PROBLEM REQUIREMENTS:
Write out every line exactly, from the first line of the records below through the line that contains "fn name(&self) -> &str;".

Dataset entries

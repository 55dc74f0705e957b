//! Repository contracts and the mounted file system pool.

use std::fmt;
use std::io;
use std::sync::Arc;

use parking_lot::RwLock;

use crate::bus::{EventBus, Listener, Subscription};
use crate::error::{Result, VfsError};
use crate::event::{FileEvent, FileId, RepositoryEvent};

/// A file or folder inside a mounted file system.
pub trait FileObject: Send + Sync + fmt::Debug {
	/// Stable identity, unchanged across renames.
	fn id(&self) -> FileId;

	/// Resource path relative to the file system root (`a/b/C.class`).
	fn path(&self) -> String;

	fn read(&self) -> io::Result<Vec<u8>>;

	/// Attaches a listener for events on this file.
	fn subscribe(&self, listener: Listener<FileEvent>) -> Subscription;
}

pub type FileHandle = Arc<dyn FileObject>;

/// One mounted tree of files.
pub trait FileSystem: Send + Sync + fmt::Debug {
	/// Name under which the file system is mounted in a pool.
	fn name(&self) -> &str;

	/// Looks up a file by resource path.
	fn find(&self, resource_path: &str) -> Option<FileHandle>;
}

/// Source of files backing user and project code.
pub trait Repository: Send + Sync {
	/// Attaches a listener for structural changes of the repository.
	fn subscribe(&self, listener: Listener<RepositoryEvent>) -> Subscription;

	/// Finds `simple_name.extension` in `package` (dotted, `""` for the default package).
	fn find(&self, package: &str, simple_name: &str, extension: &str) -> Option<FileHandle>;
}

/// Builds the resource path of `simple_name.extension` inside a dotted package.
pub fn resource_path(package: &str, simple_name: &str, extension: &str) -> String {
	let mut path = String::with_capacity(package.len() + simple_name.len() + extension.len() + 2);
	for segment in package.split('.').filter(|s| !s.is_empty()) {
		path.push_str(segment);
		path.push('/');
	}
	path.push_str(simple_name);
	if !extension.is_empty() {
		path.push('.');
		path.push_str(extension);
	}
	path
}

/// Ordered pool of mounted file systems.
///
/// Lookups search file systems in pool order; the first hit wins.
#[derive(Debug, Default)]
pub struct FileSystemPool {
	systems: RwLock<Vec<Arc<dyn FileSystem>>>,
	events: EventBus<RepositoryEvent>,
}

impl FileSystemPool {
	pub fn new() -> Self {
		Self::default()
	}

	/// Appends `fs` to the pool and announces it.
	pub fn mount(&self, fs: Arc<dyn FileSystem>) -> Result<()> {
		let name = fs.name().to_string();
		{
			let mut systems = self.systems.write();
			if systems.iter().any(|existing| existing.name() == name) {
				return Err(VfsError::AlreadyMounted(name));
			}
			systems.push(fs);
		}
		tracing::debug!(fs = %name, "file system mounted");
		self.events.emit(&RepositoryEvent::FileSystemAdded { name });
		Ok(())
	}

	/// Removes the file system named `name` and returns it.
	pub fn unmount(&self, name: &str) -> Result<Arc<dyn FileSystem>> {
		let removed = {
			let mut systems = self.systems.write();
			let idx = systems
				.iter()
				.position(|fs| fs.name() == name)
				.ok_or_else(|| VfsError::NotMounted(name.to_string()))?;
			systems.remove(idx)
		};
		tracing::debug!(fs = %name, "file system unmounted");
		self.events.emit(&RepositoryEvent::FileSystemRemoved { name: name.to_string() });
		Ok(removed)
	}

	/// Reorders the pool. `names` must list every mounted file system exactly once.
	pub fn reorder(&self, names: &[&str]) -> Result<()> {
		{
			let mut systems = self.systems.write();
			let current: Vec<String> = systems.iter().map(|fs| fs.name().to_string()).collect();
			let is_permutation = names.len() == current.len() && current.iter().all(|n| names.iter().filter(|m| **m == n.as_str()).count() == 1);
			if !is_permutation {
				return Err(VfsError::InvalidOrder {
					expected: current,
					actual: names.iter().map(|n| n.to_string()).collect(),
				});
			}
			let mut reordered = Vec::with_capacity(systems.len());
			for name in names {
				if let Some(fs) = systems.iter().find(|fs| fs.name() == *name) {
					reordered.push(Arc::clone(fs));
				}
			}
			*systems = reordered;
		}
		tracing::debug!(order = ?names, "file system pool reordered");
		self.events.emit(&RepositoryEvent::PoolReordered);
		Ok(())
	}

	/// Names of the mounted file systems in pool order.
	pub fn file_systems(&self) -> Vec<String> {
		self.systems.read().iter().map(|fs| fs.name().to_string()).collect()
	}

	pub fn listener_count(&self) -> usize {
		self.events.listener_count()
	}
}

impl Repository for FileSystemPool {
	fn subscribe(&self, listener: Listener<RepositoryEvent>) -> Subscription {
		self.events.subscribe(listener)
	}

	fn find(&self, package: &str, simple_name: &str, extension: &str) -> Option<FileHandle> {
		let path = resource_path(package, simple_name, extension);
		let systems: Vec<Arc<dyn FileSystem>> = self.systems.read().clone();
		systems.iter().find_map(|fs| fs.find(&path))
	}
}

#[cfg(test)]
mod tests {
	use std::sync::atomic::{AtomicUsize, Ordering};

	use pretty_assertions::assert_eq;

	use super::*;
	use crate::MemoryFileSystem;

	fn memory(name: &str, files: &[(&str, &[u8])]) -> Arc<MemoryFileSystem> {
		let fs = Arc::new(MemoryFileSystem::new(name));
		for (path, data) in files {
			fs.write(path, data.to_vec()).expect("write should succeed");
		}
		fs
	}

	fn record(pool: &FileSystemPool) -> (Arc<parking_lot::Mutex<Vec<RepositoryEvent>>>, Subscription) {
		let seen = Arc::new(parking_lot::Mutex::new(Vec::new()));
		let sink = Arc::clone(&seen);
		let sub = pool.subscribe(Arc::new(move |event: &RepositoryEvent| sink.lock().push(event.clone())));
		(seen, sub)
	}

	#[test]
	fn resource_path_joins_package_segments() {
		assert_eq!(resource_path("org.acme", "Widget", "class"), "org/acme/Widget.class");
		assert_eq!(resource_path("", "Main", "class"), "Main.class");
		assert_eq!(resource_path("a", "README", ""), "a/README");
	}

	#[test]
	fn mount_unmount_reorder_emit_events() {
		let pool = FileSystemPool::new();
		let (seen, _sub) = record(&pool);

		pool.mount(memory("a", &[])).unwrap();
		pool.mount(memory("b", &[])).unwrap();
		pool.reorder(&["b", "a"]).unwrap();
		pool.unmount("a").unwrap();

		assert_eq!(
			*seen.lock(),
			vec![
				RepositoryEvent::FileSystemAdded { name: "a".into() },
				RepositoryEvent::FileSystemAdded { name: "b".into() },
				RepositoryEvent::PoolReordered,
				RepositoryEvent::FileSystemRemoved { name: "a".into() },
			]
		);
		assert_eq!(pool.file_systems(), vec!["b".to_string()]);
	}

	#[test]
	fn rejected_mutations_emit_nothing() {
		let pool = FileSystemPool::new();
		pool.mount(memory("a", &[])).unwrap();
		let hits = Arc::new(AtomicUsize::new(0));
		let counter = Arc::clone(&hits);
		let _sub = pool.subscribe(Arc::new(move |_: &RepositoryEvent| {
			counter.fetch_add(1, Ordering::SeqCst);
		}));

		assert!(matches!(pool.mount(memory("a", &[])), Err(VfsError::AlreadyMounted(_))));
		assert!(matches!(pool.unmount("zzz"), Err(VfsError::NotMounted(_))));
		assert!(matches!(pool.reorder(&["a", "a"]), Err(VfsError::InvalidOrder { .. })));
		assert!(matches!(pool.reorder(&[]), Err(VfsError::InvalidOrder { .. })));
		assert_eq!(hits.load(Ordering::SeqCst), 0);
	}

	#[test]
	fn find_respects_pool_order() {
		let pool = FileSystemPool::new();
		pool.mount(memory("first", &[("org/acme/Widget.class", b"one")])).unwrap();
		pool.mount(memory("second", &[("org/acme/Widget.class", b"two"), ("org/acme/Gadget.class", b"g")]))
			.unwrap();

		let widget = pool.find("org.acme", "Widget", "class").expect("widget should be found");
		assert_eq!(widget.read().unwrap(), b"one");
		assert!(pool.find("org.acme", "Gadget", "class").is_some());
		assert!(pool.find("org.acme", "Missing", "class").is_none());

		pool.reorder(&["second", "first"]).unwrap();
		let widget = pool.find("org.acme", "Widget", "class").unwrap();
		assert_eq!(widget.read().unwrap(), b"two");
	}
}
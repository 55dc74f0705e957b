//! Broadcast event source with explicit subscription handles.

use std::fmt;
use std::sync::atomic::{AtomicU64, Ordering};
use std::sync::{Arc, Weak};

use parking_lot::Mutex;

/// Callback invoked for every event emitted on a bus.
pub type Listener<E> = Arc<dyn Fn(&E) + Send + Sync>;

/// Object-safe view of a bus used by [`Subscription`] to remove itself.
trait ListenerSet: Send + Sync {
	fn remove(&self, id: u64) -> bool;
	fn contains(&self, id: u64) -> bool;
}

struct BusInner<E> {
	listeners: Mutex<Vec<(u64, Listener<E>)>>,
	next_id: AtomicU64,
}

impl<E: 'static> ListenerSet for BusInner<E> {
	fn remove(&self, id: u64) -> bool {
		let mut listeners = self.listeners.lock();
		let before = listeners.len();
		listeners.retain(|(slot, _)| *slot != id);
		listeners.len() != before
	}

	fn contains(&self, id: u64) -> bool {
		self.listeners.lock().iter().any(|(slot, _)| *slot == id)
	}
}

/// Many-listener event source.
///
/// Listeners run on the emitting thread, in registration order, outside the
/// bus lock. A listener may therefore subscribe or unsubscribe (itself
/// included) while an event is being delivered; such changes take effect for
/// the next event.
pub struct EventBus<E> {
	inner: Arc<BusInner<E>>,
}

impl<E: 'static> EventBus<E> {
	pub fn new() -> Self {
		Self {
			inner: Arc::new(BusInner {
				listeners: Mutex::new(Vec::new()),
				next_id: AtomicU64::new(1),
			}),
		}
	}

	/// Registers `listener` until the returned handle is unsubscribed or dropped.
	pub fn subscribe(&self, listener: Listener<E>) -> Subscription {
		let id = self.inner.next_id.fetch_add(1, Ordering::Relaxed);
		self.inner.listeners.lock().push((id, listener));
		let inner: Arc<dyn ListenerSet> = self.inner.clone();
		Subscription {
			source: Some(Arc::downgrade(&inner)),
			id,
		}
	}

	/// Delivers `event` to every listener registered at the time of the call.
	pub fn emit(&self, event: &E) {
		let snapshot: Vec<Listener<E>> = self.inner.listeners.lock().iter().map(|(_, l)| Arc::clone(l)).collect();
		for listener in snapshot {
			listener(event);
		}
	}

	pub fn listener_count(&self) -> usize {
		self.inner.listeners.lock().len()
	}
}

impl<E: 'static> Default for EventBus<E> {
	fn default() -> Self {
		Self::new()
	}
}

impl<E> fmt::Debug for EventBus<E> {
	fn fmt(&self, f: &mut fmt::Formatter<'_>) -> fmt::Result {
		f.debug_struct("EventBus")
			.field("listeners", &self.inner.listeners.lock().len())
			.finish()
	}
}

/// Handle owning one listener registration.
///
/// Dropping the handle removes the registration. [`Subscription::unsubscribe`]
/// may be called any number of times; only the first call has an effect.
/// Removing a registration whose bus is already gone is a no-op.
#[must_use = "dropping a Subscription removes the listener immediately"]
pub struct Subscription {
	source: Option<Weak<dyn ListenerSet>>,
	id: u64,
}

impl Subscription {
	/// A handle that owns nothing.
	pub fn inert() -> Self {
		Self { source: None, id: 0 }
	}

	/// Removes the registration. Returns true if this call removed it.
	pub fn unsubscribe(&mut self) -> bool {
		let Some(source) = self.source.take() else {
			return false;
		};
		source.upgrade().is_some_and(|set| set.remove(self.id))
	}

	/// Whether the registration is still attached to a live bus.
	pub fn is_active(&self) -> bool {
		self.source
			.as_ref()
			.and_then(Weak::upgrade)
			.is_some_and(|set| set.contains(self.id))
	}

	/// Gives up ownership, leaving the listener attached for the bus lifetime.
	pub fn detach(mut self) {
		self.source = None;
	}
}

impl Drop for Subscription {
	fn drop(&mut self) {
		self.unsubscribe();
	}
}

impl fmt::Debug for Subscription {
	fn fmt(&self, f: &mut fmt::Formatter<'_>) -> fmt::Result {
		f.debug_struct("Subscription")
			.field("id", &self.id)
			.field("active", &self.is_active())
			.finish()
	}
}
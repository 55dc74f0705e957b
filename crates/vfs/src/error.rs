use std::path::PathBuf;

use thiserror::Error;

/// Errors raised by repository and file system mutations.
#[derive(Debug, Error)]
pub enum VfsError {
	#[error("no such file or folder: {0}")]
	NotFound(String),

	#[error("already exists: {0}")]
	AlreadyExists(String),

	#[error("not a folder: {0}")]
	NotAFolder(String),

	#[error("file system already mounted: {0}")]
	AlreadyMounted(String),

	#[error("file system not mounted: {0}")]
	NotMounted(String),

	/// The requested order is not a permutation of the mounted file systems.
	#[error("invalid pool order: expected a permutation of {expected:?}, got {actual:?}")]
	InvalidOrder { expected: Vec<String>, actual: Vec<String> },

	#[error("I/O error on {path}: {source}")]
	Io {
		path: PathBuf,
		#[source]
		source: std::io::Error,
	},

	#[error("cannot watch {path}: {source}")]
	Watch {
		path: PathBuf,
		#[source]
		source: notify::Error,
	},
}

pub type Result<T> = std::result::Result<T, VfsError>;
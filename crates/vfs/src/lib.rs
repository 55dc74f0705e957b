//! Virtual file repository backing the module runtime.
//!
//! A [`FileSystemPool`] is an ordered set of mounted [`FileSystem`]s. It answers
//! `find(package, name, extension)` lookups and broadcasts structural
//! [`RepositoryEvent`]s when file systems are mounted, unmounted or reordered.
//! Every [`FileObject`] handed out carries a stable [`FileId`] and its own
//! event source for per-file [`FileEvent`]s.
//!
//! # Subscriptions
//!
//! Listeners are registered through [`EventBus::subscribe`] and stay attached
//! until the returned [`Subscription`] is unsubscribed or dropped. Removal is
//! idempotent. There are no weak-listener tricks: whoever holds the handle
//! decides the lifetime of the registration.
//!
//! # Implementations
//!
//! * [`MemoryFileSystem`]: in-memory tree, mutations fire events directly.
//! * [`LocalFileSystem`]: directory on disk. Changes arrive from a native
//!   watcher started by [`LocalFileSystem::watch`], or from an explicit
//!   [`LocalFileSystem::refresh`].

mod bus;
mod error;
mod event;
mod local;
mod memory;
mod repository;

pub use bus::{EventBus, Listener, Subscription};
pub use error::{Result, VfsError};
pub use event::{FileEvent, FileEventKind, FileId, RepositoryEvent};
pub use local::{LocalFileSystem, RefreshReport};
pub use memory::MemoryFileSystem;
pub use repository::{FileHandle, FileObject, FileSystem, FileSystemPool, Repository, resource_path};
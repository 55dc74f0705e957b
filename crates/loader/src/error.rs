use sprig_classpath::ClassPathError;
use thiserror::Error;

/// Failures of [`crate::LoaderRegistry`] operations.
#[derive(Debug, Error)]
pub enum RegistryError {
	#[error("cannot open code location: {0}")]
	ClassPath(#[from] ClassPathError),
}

ANSWER TO THIS EXERCISE:
repository 55dc74f0705e957b
//! Repository contracts and the mounted file system pool.

use std::fmt;
use std::io;
use std::sync::Arc;

use parking_lot::RwLock;

use crate::bus::{EventBus, Listener, Subscription};
use crate::error::{Result, VfsError};
use crate::event::{FileEvent, FileId, RepositoryEvent};

/// A file or folder inside a mounted file system.
pub trait FileObject: Send + Sync + fmt::Debug {
	/// Stable identity, unchanged across renames.
	fn id(&self) -> FileId;

	/// Resource path relative to the file system root (`a/b/C.class`).
	fn path(&self) -> String;

	fn read(&self) -> io::Result<Vec<u8>>;

	/// Attaches a listener for events on this file.
	fn subscribe(&self, listener: Listener<FileEvent>) -> Subscription;
}

pub type FileHandle = Arc<dyn FileObject>;

/// One mounted tree of files.
pub trait FileSystem: Send + Sync + fmt::Debug {
	/// Name under which the file system is mounted in a pool.
	fn name(&self) -> &str;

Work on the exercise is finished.